What you are asked to do. In the entries below, tally the lines that contain the string "Start", then state that number alone.
***** Material shown *****
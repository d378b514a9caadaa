//! Application configuration module
//!
//! Handles environment variables and application-wide constants.

mod constants;
mod settings;

pub use constants::*;
pub use settings::{Config, GoogleSettings, JwtSettings};
//! User repository: identity lookups and single-row writes.
//!
//! `UserStore` runs on the pooled connection (autocommit); `TxUserStore` runs
//! every statement on a borrowed transaction and takes row locks on the
//! lookups that precede a write.

use async_trait::async_trait;
use sea_orm::{
    ActiveModelTrait, ColumnTrait, ConnectionTrait, DatabaseConnection, DatabaseTransaction,
    DbErr, EntityTrait, PaginatorTrait, QueryFilter, QueryOrder, QuerySelect, Select, SqlErr,
};
use uuid::Uuid;

use super::entities::user::{self, ActiveModel, Entity as UserEntity};
use crate::domain::User;
use crate::errors::{AppError, AppResult};
use crate::infra::db::migrations::{EXTERNAL_ID_INDEX, LOCAL_EMAIL_INDEX, USERNAME_INDEX};

#[cfg(any(test, feature = "test-utils"))]
use mockall::automock;

/// User repository trait for dependency injection.
///
/// Usernames and emails are expected already normalized by the caller.
#[cfg_attr(any(test, feature = "test-utils"), automock)]
#[async_trait]
pub trait UserRepository: Send + Sync {
    /// Find user by ID
    async fn find_by_id(&self, id: Uuid) -> AppResult<Option<User>>;

    /// Find the user bound to an external identity
    async fn find_by_external_id(&self, external_id: &str) -> AppResult<Option<User>>;

    /// Find user by (lower-cased) username
    async fn find_by_username(&self, username: &str) -> AppResult<Option<User>>;

    /// Find a user with this email and no external identity
    async fn find_local_by_email(&self, email: &str) -> AppResult<Option<User>>;

    /// Oldest user with this email and an external identity
    async fn find_linked_by_email(&self, email: &str) -> AppResult<Option<User>>;

    /// Whether a non-empty username is held by any row other than `excluding`
    async fn username_exists(&self, username: &str, excluding: Option<Uuid>) -> AppResult<bool>;

    /// Insert a new row
    async fn create(&self, user: User) -> AppResult<User>;

    /// Overwrite an existing row
    async fn update(&self, user: User) -> AppResult<User>;
}

/// Concrete implementation of UserRepository on the connection pool
pub struct UserStore {
    db: DatabaseConnection,
}

impl UserStore {
    /// Create new repository instance
    pub fn new(db: DatabaseConnection) -> Self {
        Self { db }
    }
}

/// Transaction-scoped UserRepository.
pub struct TxUserStore<'a> {
    txn: &'a DatabaseTransaction,
}

impl<'a> TxUserStore<'a> {
    pub fn new(txn: &'a DatabaseTransaction) -> Self {
        Self { txn }
    }
}

#[async_trait]
impl UserRepository for UserStore {
    async fn find_by_id(&self, id: Uuid) -> AppResult<Option<User>> {
        find_one(&self.db, UserEntity::find_by_id(id), false).await
    }

    async fn find_by_external_id(&self, external_id: &str) -> AppResult<Option<User>> {
        find_one(&self.db, by_external_id(external_id), false).await
    }

    async fn find_by_username(&self, username: &str) -> AppResult<Option<User>> {
        find_one(&self.db, by_username(username), false).await
    }

    async fn find_local_by_email(&self, email: &str) -> AppResult<Option<User>> {
        find_one(&self.db, local_by_email(email), false).await
    }

    async fn find_linked_by_email(&self, email: &str) -> AppResult<Option<User>> {
        find_one(&self.db, linked_by_email(email), false).await
    }

    async fn username_exists(&self, username: &str, excluding: Option<Uuid>) -> AppResult<bool> {
        username_exists(&self.db, username, excluding).await
    }

    async fn create(&self, user: User) -> AppResult<User> {
        insert(&self.db, user).await
    }

    async fn update(&self, user: User) -> AppResult<User> {
        update(&self.db, user).await
    }
}

#[async_trait]
impl<'a> UserRepository for TxUserStore<'a> {
    async fn find_by_id(&self, id: Uuid) -> AppResult<Option<User>> {
        find_one(self.txn, UserEntity::find_by_id(id), true).await
    }

    async fn find_by_external_id(&self, external_id: &str) -> AppResult<Option<User>> {
        find_one(self.txn, by_external_id(external_id), true).await
    }

    async fn find_by_username(&self, username: &str) -> AppResult<Option<User>> {
        find_one(self.txn, by_username(username), true).await
    }

    async fn find_local_by_email(&self, email: &str) -> AppResult<Option<User>> {
        find_one(self.txn, local_by_email(email), true).await
    }

    async fn find_linked_by_email(&self, email: &str) -> AppResult<Option<User>> {
        find_one(self.txn, linked_by_email(email), true).await
    }

    async fn username_exists(&self, username: &str, excluding: Option<Uuid>) -> AppResult<bool> {
        username_exists(self.txn, username, excluding).await
    }

    async fn create(&self, user: User) -> AppResult<User> {
        insert(self.txn, user).await
    }

    async fn update(&self, user: User) -> AppResult<User> {
        update(self.txn, user).await
    }
}

// =============================================================================
// Queries shared by both stores
// =============================================================================

fn by_external_id(external_id: &str) -> Select<UserEntity> {
    UserEntity::find().filter(user::Column::ExternalId.eq(external_id))
}

fn by_username(username: &str) -> Select<UserEntity> {
    UserEntity::find().filter(user::Column::Username.eq(username))
}

fn local_by_email(email: &str) -> Select<UserEntity> {
    UserEntity::find()
        .filter(user::Column::Email.eq(email))
        .filter(user::Column::ExternalId.is_null())
}

/// Several external accounts may share an email; the oldest one answers.
fn linked_by_email(email: &str) -> Select<UserEntity> {
    UserEntity::find()
        .filter(user::Column::Email.eq(email))
        .filter(user::Column::ExternalId.is_not_null())
        .order_by_asc(user::Column::CreatedAt)
        .order_by_asc(user::Column::Id)
}

async fn find_one<C: ConnectionTrait>(
    db: &C,
    query: Select<UserEntity>,
    lock: bool,
) -> AppResult<Option<User>> {
    let query = if lock { query.lock_exclusive() } else { query };
    let result = query.one(db).await.map_err(AppError::from)?;
    Ok(result.map(User::from))
}

async fn username_exists<C: ConnectionTrait>(
    db: &C,
    username: &str,
    excluding: Option<Uuid>,
) -> AppResult<bool> {
    let mut query = UserEntity::find()
        .filter(user::Column::Username.eq(username))
        .filter(user::Column::Username.ne(""));

    if let Some(id) = excluding {
        query = query.filter(user::Column::Id.ne(id));
    }

    let count = query.count(db).await.map_err(AppError::from)?;
    Ok(count > 0)
}

async fn insert<C: ConnectionTrait>(db: &C, user: User) -> AppResult<User> {
    let model = ActiveModel::from(user)
        .insert(db)
        .await
        .map_err(write_error)?;
    Ok(User::from(model))
}

async fn update<C: ConnectionTrait>(db: &C, user: User) -> AppResult<User> {
    let model = ActiveModel::from(user)
        .update(db)
        .await
        .map_err(write_error)?;
    Ok(User::from(model))
}

/// Translate constraint violations into the identity conflicts they encode.
fn write_error(err: DbErr) -> AppError {
    if let Some(SqlErr::UniqueConstraintViolation(detail)) = err.sql_err() {
        if let Some(conflict) = unique_violation(&detail) {
            return conflict;
        }
    }

    match err {
        DbErr::RecordNotUpdated => AppError::NotFound,
        other => AppError::Database(other),
    }
}

/// Map the violated index, named in the driver message, to its error.
fn unique_violation(detail: &str) -> Option<AppError> {
    if detail.contains(USERNAME_INDEX) {
        Some(AppError::UsernameTaken)
    } else if detail.contains(EXTERNAL_ID_INDEX) {
        Some(AppError::conflict("External identity"))
    } else if detail.contains(LOCAL_EMAIL_INDEX) {
        Some(AppError::EmailAlreadyRegistered)
    } else {
        None
    }
}

#[cfg(test)]
mod tests {
    use super::*;

    #[test]
    fn test_unrelated_db_errors_stay_persistence_errors() {
        let err = write_error(DbErr::Custom("disk full".into()));
        assert!(matches!(err, AppError::Database(_)));
    }

    #[test]
    fn test_unique_violations_map_by_index_name() {
        let postgres = |index: &str| {
            format!(
                "duplicate key value violates unique constraint \"{}\"",
                index
            )
        };

        assert!(matches!(
            unique_violation(&postgres(USERNAME_INDEX)),
            Some(AppError::UsernameTaken)
        ));
        assert!(matches!(
            unique_violation(&postgres(EXTERNAL_ID_INDEX)),
            Some(AppError::Conflict(_))
        ));
        assert!(matches!(
            unique_violation(&postgres(LOCAL_EMAIL_INDEX)),
            Some(AppError::EmailAlreadyRegistered)
        ));
        assert!(unique_violation(&postgres("users_pkey")).is_none());
    }

    #[test]
    fn test_missing_row_on_update_is_not_found() {
        assert!(matches!(
            write_error(DbErr::RecordNotUpdated),
            AppError::NotFound
        ));
    }
}
//! Estate auth - Application entry point
//!
//! CLI-based entry point that dispatches to various commands.

use clap::Parser;
use tracing_subscriber::{layer::SubscriberExt, util::SubscriberInitExt};

use estate_auth::{
    cli::{Cli, Commands},
    commands,
    config::Config,
};

#[tokio::main]
async fn main() {
    let cli = Cli::parse();

    // Verbose mode sets debug level
    init_tracing(cli.verbose);

    let config = Config::from_env();
    tracing::debug!(config = ?config, "Configuration loaded");

    let result = match cli.command {
        Commands::Serve(args) => commands::serve::execute(args, config).await,
        Commands::Migrate(args) => commands::migrate::execute(args, config).await,
    };

    if let Err(e) = result {
        tracing::error!("Command failed: {}", e);
        std::process::exit(1);
    }
}

/// Initialize tracing subscriber
fn init_tracing(verbose: bool) {
    let filter = if verbose {
        "debug".to_string()
    } else {
        std::env::var("RUST_LOG").unwrap_or_else(|_| "info".to_string())
    };

    tracing_subscriber::registry()
        .with(tracing_subscriber::fmt::layer())
        .with(tracing_subscriber::EnvFilter::new(filter))
        .init();
}
//! Estate auth - identity and session service of a real-estate marketplace
//!
//! Resolves every sign-in event (Google login, local registration, local
//! login) to exactly one user record, linking local and Google identities
//! that belong together, and issues the bearer tokens the rest of the
//! marketplace trusts.
//!
//! # Architecture Layers
//!
//! - **cli**: Command-line interface
//! - **commands**: CLI command implementations
//! - **config**: Application configuration and constants
//! - **domain**: Users, identity states, credential rules, passwords
//! - **services**: Identity resolver, tokens, OAuth flow
//! - **infra**: Postgres, Redis, Google client, in-memory backends
//! - **api**: HTTP handlers, middleware, and routes
//! - **types**: Shared response types
//! - **errors**: Centralized error handling
//!
//! # CLI Usage
//!
//! ```bash
//! # Start the server
//! cargo run -- serve
//!
//! # Start without Postgres or Redis
//! cargo run -- serve --in-memory
//!
//! # Run migrations
//! cargo run -- migrate up
//! ```

pub mod api;
pub mod cli;
pub mod commands;
pub mod config;
pub mod domain;
pub mod errors;
pub mod infra;
pub mod services;
pub mod types;

// Re-export commonly used types at crate root
pub use api::AppState;
pub use config::Config;
pub use domain::{ExternalProfile, Password, User};
pub use errors::{AppError, AppResult};
pub use services::{IdentityResolver, IdentityService, Registration};
//! Commands module - CLI command implementations.
//!
//! Each command is implemented in its own module for separation of concerns.

pub mod migrate;
pub mod serve;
*****
Result. 2